Na nova edição, publicada no final de 2017, o número chega a 30 organizações, com o mapeamento de 34 iniciativas (tendo em vista que uma mesma organização desenvolve mais de um tipo de programa/apoio aos empreendedores). Para chegar a essas iniciativas, o Instituto levou em conta quatro critérios: 1) A iniciativa tem foco explícito em negócios de impacto (na sua comunicação, posicionamento ou critérios de seleção); tem como foco principal o suporte ao desenvolvimento de negócios de impacto; é aberta para inscrição dos empreendedores; e é recorrente ou tem perspectiva de continuidade.

“O indício de que o setor está crescendo é o fato de que 20 iniciativas surgiram entre 2015 e 2017, sendo algumas de organizações já existentes e outras das seis organizações que foram criadas neste mesmo período, sendo quatro focadas em investimento e duas no desenvolvimento dos negócios de impacto. Percebe-se que as organizações já existentes diversificaram seu portfólio, oferecendo novas iniciativas para dar suporte ao empreendedor”, comenta Anna de Souza Aranha, diretora do Instituto Quintessa.

Na percepção de Anna, a partir da elaboração do Guia – que contou com um levantamento, aplicação de questionário e diversas entrevistas presenciais e virtuais com representantes das organizações – foi possível perceber um amadurecimento do campo. “Identificamos que as organizações refinaram a proposta de valor de seus programas, novas organizações surgiram e também começou a se formar um alinhamento em relação ao conceito de negócios de impacto”, ressalta.

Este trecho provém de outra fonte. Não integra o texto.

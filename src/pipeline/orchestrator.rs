// file: src/pipeline/orchestrator.rs
// description: coordinates the file walk, the row read and the final commit
// reference: orchestrates the sequential ingestion workflow

use crate::config::Config;
use crate::error::Result;
use crate::extractor::AutoDetectExtractor;
use crate::index::{BatchSink, SearchIndex};
use crate::pipeline::progress::{IngestStats, ProgressTracker, log_final_stats};
use crate::source::{Candidate, FileOutcome, FileWalker, RowReader};
use futures::TryStreamExt;
use sqlx::AnyConnection;
use std::path::{Path, PathBuf};
use std::sync::Arc;
use tracing::{error, info, warn};

/// Which phases a run executes and where the walk starts.
#[derive(Debug, Clone, Default)]
pub struct RunOptions {
    /// Overrides `files.root_dir`.
    pub root: Option<PathBuf>,
    pub skip_files: bool,
    pub skip_rows: bool,
}

/// Owns everything one ingestion run mutates: the pending batch, the counters
/// and the start time. Phases run strictly one after another.
pub struct IngestPipeline<I> {
    config: Config,
    sink: BatchSink<I>,
    walker: Arc<FileWalker>,
    progress: ProgressTracker,
}

impl<I: SearchIndex> IngestPipeline<I> {
    pub fn new(config: Config, index: I) -> Self {
        Self::with_extractor(config, index, Arc::new(AutoDetectExtractor::new()))
    }

    pub fn with_extractor(config: Config, index: I, extractor: Arc<AutoDetectExtractor>) -> Self {
        let sink = BatchSink::from_config(index, &config.index);
        let walker = Arc::new(FileWalker::new(config.files.clone(), extractor));
        let progress = ProgressTracker::new(
            config.pipeline.show_progress,
            colored::control::SHOULD_COLORIZE.should_colorize(),
        );

        Self {
            config,
            sink,
            walker,
            progress,
        }
    }

    /// Overrides the terminal's color detection for the spinner.
    pub fn with_color(mut self, colored: bool) -> Self {
        self.progress.set_colored(colored);
        self
    }

    pub fn sink(&self) -> &BatchSink<I> {
        &self.sink
    }

    pub fn stats(&self) -> IngestStats {
        self.progress.get_stats()
    }

    /// Runs the enabled phases, then finalizes. A failing phase is logged and
    /// the run moves on; only the final commit can fail the run.
    pub async fn run(mut self, options: &RunOptions) -> Result<IngestStats> {
        info!("Starting document ingestion");

        if options.skip_files {
            info!("File indexing skipped");
        } else {
            let root = options
                .root
                .clone()
                .unwrap_or_else(|| self.config.files.root_dir.clone());
            if let Err(e) = self.index_files(&root).await {
                error!("File indexing aborted for {}: {}", root.display(), e);
            }
        }

        if options.skip_rows {
            info!("Row indexing skipped");
        } else if let Err(e) = self.index_rows().await {
            error!("Row indexing aborted: {}", e);
        }

        self.finish().await
    }

    /// Walks `root` and appends one document per successfully extracted file.
    /// Extraction runs on the blocking pool, one file at a time.
    /// Returns the number of files indexed by this call.
    pub async fn index_files(&mut self, root: &Path) -> Result<usize> {
        let mut indexed = 0;
        let walker = Arc::clone(&self.walker);

        for candidate in walker.candidates(root)? {
            let outcome = match candidate {
                Candidate::File(path) => extract_blocking(Arc::clone(&walker), path).await,
                unreadable => walker.visit_candidate(unreadable),
            };

            match outcome {
                FileOutcome::Indexed { document, .. } => {
                    self.progress.set_message(document.id());
                    self.sink.push(document).await;
                    self.progress.inc_files_indexed();
                    indexed += 1;
                }
                FileOutcome::Failed { path, reason } => {
                    warn!("Failed to extract {}: {}", path.display(), reason);
                    self.progress.inc_files_failed();
                }
                FileOutcome::WalkError { path, reason } => {
                    match path {
                        Some(path) => warn!("Cannot read {}: {}", path.display(), reason),
                        None => warn!("Walk error: {}", reason),
                    }
                    self.progress.inc_walk_errors();
                }
            }
        }

        info!("Indexed {} files from {}", indexed, root.display());
        Ok(indexed)
    }

    /// Streams the configured query and appends one document per row. A
    /// decode failure stops the phase; rows already appended stay in the batch.
    /// The connection is closed on every path.
    pub async fn index_rows(&mut self) -> Result<usize> {
        if !self.config.database.enabled {
            info!("Database source disabled");
            return Ok(0);
        }

        let reader = RowReader::new(self.config.database.clone());
        let mut conn = reader.connect().await?;
        let result = self.append_rows(&reader, &mut conn).await;
        if let Err(e) = reader.close(conn).await {
            warn!("Failed to close database connection: {}", e);
        }

        let indexed = result?;
        info!("Indexed {} rows", indexed);
        Ok(indexed)
    }

    async fn append_rows(
        &mut self,
        reader: &RowReader,
        conn: &mut AnyConnection,
    ) -> Result<usize> {
        let mut rows = reader.rows(conn);
        let mut indexed = 0;

        while let Some(row) = rows.try_next().await? {
            let document = RowReader::to_document(&row)?;
            self.sink.push(document).await;
            self.progress.inc_rows_indexed();
            indexed += 1;
        }

        Ok(indexed)
    }

    /// Flushes what is left, commits once and emits the summary line.
    pub async fn finish(mut self) -> Result<IngestStats> {
        self.progress.set_message("Committing");
        let result = self.sink.finalize().await;

        let sink_stats = self.sink.stats();
        self.progress
            .set_flushes(sink_stats.flushes, sink_stats.failed_flushes);
        self.progress.finish();

        result?;

        let stats = self.progress.get_stats();
        info!("{}", stats.summary_line());
        log_final_stats(&stats);

        Ok(stats)
    }
}

async fn extract_blocking(walker: Arc<FileWalker>, path: PathBuf) -> FileOutcome {
    let failed_path = path.clone();
    match tokio::task::spawn_blocking(move || walker.visit(&path)).await {
        Ok(outcome) => outcome,
        Err(e) => FileOutcome::Failed {
            path: failed_path,
            reason: format!("extraction task failed: {}", e),
        },
    }
}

Por meio do Guia, os empreendedores podem conferir o perfil completo e análise comparativa das organizações de apoio, compreender o suporte oferecido por cada uma delas, além dos diferenciais de cada organização, critérios de seleção e detalhes sobre seu funcionamento. No material, foram mapeadas instituições que oferecem programas de aceleração, de incubação, de fellowship ou de educação e pré-aceleração; desenvolvimento humano; investimentos de impacto socioambiental; membership; plataforma de impulso; movimento de Empresas B certificadas; e laboratórios de inovação.

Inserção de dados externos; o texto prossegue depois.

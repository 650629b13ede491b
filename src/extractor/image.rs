// file: src/extractor/image.rs
// description: raster image header reader reporting dimensions and format
// reference: https://docs.rs/image

use crate::error::{IngestError, Result};
use crate::extractor::ContentParser;
use crate::extractor::metadata::{self, Metadata};
use ::image::ImageReader;
use std::io::Cursor;
use tracing::debug;

/// Images carry no body text; only the header is decoded.
pub struct ImageParser;

impl ImageParser {
    pub fn new() -> Self {
        Self
    }
}

impl Default for ImageParser {
    fn default() -> Self {
        Self::new()
    }
}

impl ContentParser for ImageParser {
    fn supported_types(&self) -> &[&str] {
        &[
            "image/jpeg",
            "image/png",
            "image/gif",
            "image/webp",
            "image/bmp",
            "image/tiff",
        ]
    }

    fn parse(&self, bytes: &[u8], metadata: &mut Metadata) -> Result<String> {
        let resource = metadata.resource_label().to_string();

        let reader = ImageReader::new(Cursor::new(bytes))
            .with_guessed_format()
            .map_err(|e| IngestError::extraction(&resource, format!("unreadable image: {}", e)))?;

        let format = reader
            .format()
            .map(|f| format!("{:?}", f).to_lowercase())
            .ok_or_else(|| IngestError::extraction(&resource, "unknown image format"))?;

        let (width, height) = reader
            .into_dimensions()
            .map_err(|e| IngestError::extraction(&resource, format!("image decode failed: {}", e)))?;

        debug!("Read {}x{} {} image {}", width, height, format, resource);

        metadata.set(metadata::IMAGE_WIDTH, width.to_string());
        metadata.set(metadata::IMAGE_LENGTH, height.to_string());
        metadata.set(metadata::IMAGE_FORMAT, format);

        Ok(String::new())
    }
}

“O material foi idealizado justamente com o objetivo de trazer clareza acerca do suporte existente para o desenvolvimento de negócios de impacto e facilitar a conexão entre empreendedores(as) e organizações do setor. Com isso, a ideia é empoderar o(a) empreendedor(a), qualificando sua decisão e facilitando o acesso ao suporte de que precisa, fazendo com que acessem as iniciativas mais adequadas para seu estágio de negócio e necessidades”, explica a diretora do Quintessa.

Avaliação na prática

Avaliar uma iniciativa, projeto ou uma organização é fundamental, e no campo dos negócios de impacto não poderia ser diferente. As avaliações podem ajudar os negócios a mostrar, de fato, seu impacto e, com isso, garantir a sua sustentabilidade, além, é claro, de aprimorar a sua atuação.

Mas, será que essa prática de fato acontece? Mais do que apenas o discurso, será que as instituições sabem de fato como avaliar e, mais do que isso, utilizar os resultados para avançar? Na análise de Daniel Brandão, diretor executivo da consultoria Move Social, a agenda de avaliação já é uma preocupação clara dos negócios de impacto, porém, grande parte está pouco estruturado para realizar avaliações.

“Como ocorre com qualquer iniciativa, há um esforço muito grande no início para colocar o negócio funcionando, estabelecer o modelo a ser seguido, o que demanda muita energia por parte dos empreendedores. Com isso, a avaliação ainda não encontrou um espaço adequado de dedicação de tempo dentro dos negócios. Além disso, para realizar a avaliação é preciso também algum tipo de investimento, e os recursos não estão disponíveis para tal nos empreendimentos”, comenta Daniel.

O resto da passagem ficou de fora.